TSA has been using behavioral detection in the Screening of Passengers by Observation Techniques program for years, with something like 3,000 officers now at 161 airports. The BOS pilot program is apparently a reaction to criticism from several sources,
notably Rep. John Mica, that TSA rolled out the program without adequately validating it.
Some of the descriptions of the SPOT program in the media, and
even from Rep. Mica himself (emphasis added below), appear to have been somewhat inaccurate, suggesting that behavior detection under SPOT is limited to observation from a distance rather than engaging the passenger with questions:
Mica had urged the development of a behavior detection program, based on the highly successful Israeli model utilized by EL Al Airlines.
"Unfortunately, the TSA’s SPOT Program is not like the Israeli behavior detection model. Unlike the Israeli program, SPOT is conducted from a distance, with no personal interaction between the passenger and the TSA employee performing the SPOT screening unless the passenger is identified for secondary screening," Mica said. "El Al also trains all their staff in behavior detection techniques, not just the screening staff working the passenger checkpoints."
If you actually read the Government Accountability Office report (
GAO-10-763 pdf article) that Mica was referring to in his press conference, you find (p.10)
BDOs are expected to "walk the line"—that is, to initiate casual conversations with passengers waiting in line, particularly if their observations led them to question someone exhibiting behaviors or appearances on the SPOT checklist. As the BDOs walk the line, and the passenger with SPOT indicators is reached, a casual conversation is used to determine if there is a basis for observed behaviors or appearances on the checklist.
And there's this from a
2006 article in the LA Times (emphasis added):
"It is a derivative of a program by the Israelis," Davis said.
In the TSA version, she said, uniformed officers in and around security checkpoints scan passengers for "involuntary physical and psychological reactions" that behavioral scientists say may signal stress, fear or deception. (The TSA declined to be more specific about reactions it monitors.)
Officers also "may engage the passenger in casual conversation to observe the response," she added.
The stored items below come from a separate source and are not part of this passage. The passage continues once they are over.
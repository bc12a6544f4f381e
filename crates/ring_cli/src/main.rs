//! ring_cli - Monte Carlo boxing match prediction CLI
//!
//! Resolves two fighters through the provider chain (optional roster file
//! first, embedded table second), runs the simulation and prints the text
//! report or the raw JSON payload.

use std::fs;
use std::path::PathBuf;

use anyhow::{Context, Result};
use clap::{Parser, Subcommand};

use ring_core::data::{resolve_fighter, ChainedProvider, FighterProvider, StaticTableProvider};
use ring_core::{
    simulate, summarize, ExecutionMode, RawFighterRecord, ScoringWeights, SimulationPlan,
    DEFAULT_SEED, SimError,
};

#[derive(Parser)]
#[command(name = "ring_cli")]
#[command(about = "Predict a boxing match with Monte Carlo simulation", long_about = None)]
struct Cli {
    #[command(subcommand)]
    command: Commands,
}

#[derive(Subcommand)]
enum Commands {
    /// Simulate a matchup between two fighters
    Simulate {
        /// First fighter's name
        #[arg(default_value = "Anthony Joshua")]
        fighter1: String,

        /// Second fighter's name
        #[arg(default_value = "Jake Paul")]
        fighter2: String,

        /// Number of trials to run (capped at 200000)
        #[arg(long, default_value_t = 100_000)]
        trials: u64,

        /// Master seed for reproducible runs
        #[arg(long, default_value_t = DEFAULT_SEED)]
        seed: u64,

        /// Run single-threaded (bit-exact across machines)
        #[arg(long)]
        sequential: bool,

        /// Use the record-only weight set (no weight-class term)
        #[arg(long)]
        classic_weights: bool,

        /// Extra roster JSON file, tried before the embedded table
        #[arg(long)]
        roster: Option<PathBuf>,

        /// Print the summary as JSON instead of the text report
        #[arg(long)]
        json: bool,
    },

    /// List all fighters the provider chain can resolve
    Roster {
        /// Extra roster JSON file, tried before the embedded table
        #[arg(long)]
        roster: Option<PathBuf>,
    },
}

fn main() -> Result<()> {
    env_logger::init();
    let cli = Cli::parse();

    match cli.command {
        Commands::Simulate {
            fighter1,
            fighter2,
            trials,
            seed,
            sequential,
            classic_weights,
            roster,
            json,
        } => {
            let provider = build_provider(roster.as_deref())?;

            let fighter_a = resolve(&*provider, &fighter1)?;
            let fighter_b = resolve(&*provider, &fighter2)?;

            let mode =
                if sequential { ExecutionMode::Sequential } else { ExecutionMode::Parallel };
            let weights = if classic_weights {
                ScoringWeights::classic()
            } else {
                ScoringWeights::weight_aware()
            };
            let plan = SimulationPlan::new(fighter_a.clone(), fighter_b.clone(), trials)
                .with_seed(seed)
                .with_mode(mode)
                .with_weights(weights);

            let result = simulate(&plan).context("simulation failed")?;
            let summary = summarize(&result, &fighter_a, &fighter_b);

            if json {
                println!("{}", serde_json::to_string_pretty(&summary)?);
            } else {
                print!("{}", summary.render_text());
            }
            Ok(())
        }

        Commands::Roster { roster } => {
            let provider = build_provider(roster.as_deref())?;
            for name in provider.known_names() {
                println!("{name}");
            }
            Ok(())
        }
    }
}

/// Build the provider chain: user roster file (if given) first, embedded
/// curated table last.
fn build_provider(roster: Option<&std::path::Path>) -> Result<Box<dyn FighterProvider>> {
    let embedded = StaticTableProvider::embedded();
    match roster {
        None => Ok(Box::new(embedded)),
        Some(path) => {
            let raw = fs::read_to_string(path)
                .with_context(|| format!("reading roster file {}", path.display()))?;
            let records: Vec<RawFighterRecord> = serde_json::from_str(&raw)
                .with_context(|| format!("parsing roster file {}", path.display()))?;
            let custom = StaticTableProvider::new(
                records.into_iter().map(RawFighterRecord::into_profile).collect(),
            );
            Ok(Box::new(ChainedProvider::new(vec![Box::new(custom), Box::new(embedded)])))
        }
    }
}

/// Resolve a name, turning the not-found error into a friendly message with
/// the suggestion and the available roster.
fn resolve(provider: &dyn FighterProvider, name: &str) -> Result<ring_core::FighterProfile> {
    resolve_fighter(provider, name).map_err(|err| match err {
        SimError::FighterNotFound { name, suggestion, available } => {
            let mut msg = format!("fighter '{name}' not found");
            if let Some(s) = suggestion {
                msg.push_str(&format!("; did you mean '{s}'?"));
            }
            msg.push_str(&format!("\navailable fighters:\n  {}", available.join("\n  ")));
            anyhow::anyhow!(msg)
        }
        other => anyhow::Error::new(other),
    })
}
//! Monte Carlo Simulation Engine
//!
//! Core simulation module. This module orchestrates a full prediction run:
//!
//! - Rate derivation (binomial point estimates + uncertainty)
//! - Per-trial attribute sampling (`sampler`)
//! - Weighted fight scoring and outcome classification (`scoring`)
//! - Sequential batch execution (`batch`)
//! - Batch-parallel aggregation with derived per-worker seeds (`parallel`)
//!
//! ## Data flow
//!
//! ```text
//! SimulationPlan { fighter_a, fighter_b, n_trials, seed, mode, weights }
//!        │
//!        ▼
//!   validate() ──► DerivedRates ──► FighterPriors (frozen for the run)
//!        │
//!        ▼
//!   parallel::run_parallel / run_sequential
//!        │     (per worker: TrialSampler → score_pair → classify)
//!        ▼
//!   BatchResult sum ──► SimulationResult { counters, elapsed, workers }
//! ```

pub mod batch;
pub mod parallel;
pub mod sampler;
pub mod scoring;
pub mod weights;

use std::time::Instant;

pub use sampler::{FighterPriors, TrialSample, TrialSampler};
pub use scoring::{classify, score_pair, TrialOutcome};
pub use weights::{ScoringWeights, DRAW_THRESHOLD};

use crate::error::{Result, SimError};
use crate::models::{DerivedRates, FighterProfile, SimulationResult};

/// Hard cap on the trial count, bounding request latency in interactive use.
pub const MAX_TRIALS: u64 = 200_000;

/// Master seed used when the caller does not supply one.
pub const DEFAULT_SEED: u64 = 42;

/// How to execute the trial batches.
#[derive(Debug, Clone, Copy, PartialEq, Eq, Default)]
pub enum ExecutionMode {
    /// One batch per available core, joined at the end.
    #[default]
    Parallel,
    /// A single batch on the calling thread. Bit-exact reproducible for a
    /// given master seed independent of the machine.
    Sequential,
}

/// Everything a run needs, validated up front.
#[derive(Debug, Clone)]
pub struct SimulationPlan {
    pub fighter_a: FighterProfile,
    pub fighter_b: FighterProfile,
    pub n_trials: u64,
    pub seed: u64,
    pub mode: ExecutionMode,
    pub weights: ScoringWeights,
}

impl SimulationPlan {
    pub fn new(fighter_a: FighterProfile, fighter_b: FighterProfile, n_trials: u64) -> Self {
        Self {
            fighter_a,
            fighter_b,
            n_trials,
            seed: DEFAULT_SEED,
            mode: ExecutionMode::default(),
            weights: ScoringWeights::default(),
        }
    }

    pub fn with_seed(mut self, seed: u64) -> Self {
        self.seed = seed;
        self
    }

    pub fn with_mode(mut self, mode: ExecutionMode) -> Self {
        self.mode = mode;
        self
    }

    pub fn with_weights(mut self, weights: ScoringWeights) -> Self {
        self.weights = weights;
        self
    }
}

/// Run a full Monte Carlo prediction.
///
/// Rejects malformed input before any trial runs; a worker failure aborts
/// the whole run rather than returning partial totals.
pub fn simulate(plan: &SimulationPlan) -> Result<SimulationResult> {
    if plan.n_trials == 0 || plan.n_trials > MAX_TRIALS {
        return Err(SimError::InvalidTrialCount(plan.n_trials));
    }
    plan.fighter_a.validate()?;
    plan.fighter_b.validate()?;

    let rates_a = DerivedRates::from_profile(&plan.fighter_a);
    let rates_b = DerivedRates::from_profile(&plan.fighter_b);
    let priors_a = FighterPriors::new(&plan.fighter_a, &rates_a);
    let priors_b = FighterPriors::new(&plan.fighter_b, &rates_b);

    log::info!(
        "simulating {} vs {}: {} trials, seed {}, mode {:?}",
        plan.fighter_a.name,
        plan.fighter_b.name,
        plan.n_trials,
        plan.seed,
        plan.mode
    );
    log::debug!(
        "{}: win {:.3} ± {:.3}, ko {:.3} ± {:.3}",
        plan.fighter_a.name,
        rates_a.win_rate,
        rates_a.win_rate_std,
        rates_a.ko_rate,
        rates_a.ko_rate_std
    );
    log::debug!(
        "{}: win {:.3} ± {:.3}, ko {:.3} ± {:.3}",
        plan.fighter_b.name,
        rates_b.win_rate,
        rates_b.win_rate_std,
        rates_b.ko_rate,
        rates_b.ko_rate_std
    );

    let start = Instant::now();
    let (counts, workers) = match plan.mode {
        ExecutionMode::Parallel => {
            parallel::run_parallel(plan.n_trials, &priors_a, &priors_b, &plan.weights, plan.seed)?
        }
        ExecutionMode::Sequential => {
            let counts = parallel::run_sequential(
                plan.n_trials,
                &priors_a,
                &priors_b,
                &plan.weights,
                plan.seed,
            )?;
            (counts, 1)
        }
    };
    let elapsed = start.elapsed();

    let result = SimulationResult::new(counts, plan.n_trials, workers, elapsed);
    log::info!(
        "completed {} trials in {:.3}s ({:.0} trials/s)",
        result.n_trials,
        result.elapsed_secs,
        result.throughput()
    );
    Ok(result)
}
If a passenger shows enough suspicious behaviors, Davis said, that person may be sent to secondary screening or questioned by police.
So it seems that a main difference between the current BOS pilot program and the pre-existing program is that now all passengers will be engaged in conversation (presumably drawing from a predetermined set of questions) rather than just some passengers selected by BDOs.
I myself was taken aback last year when a uniformed agent who I presumed was a TSA agent approached me while I was in a checkpoint queue, I think at LAX, and started playing 20 questions with me. Since I travel a lot and had never experienced this before, and since it was clear to me that not all of the travelers were being asked these questions, I started to get very annoyed. He let it rest, and off I went.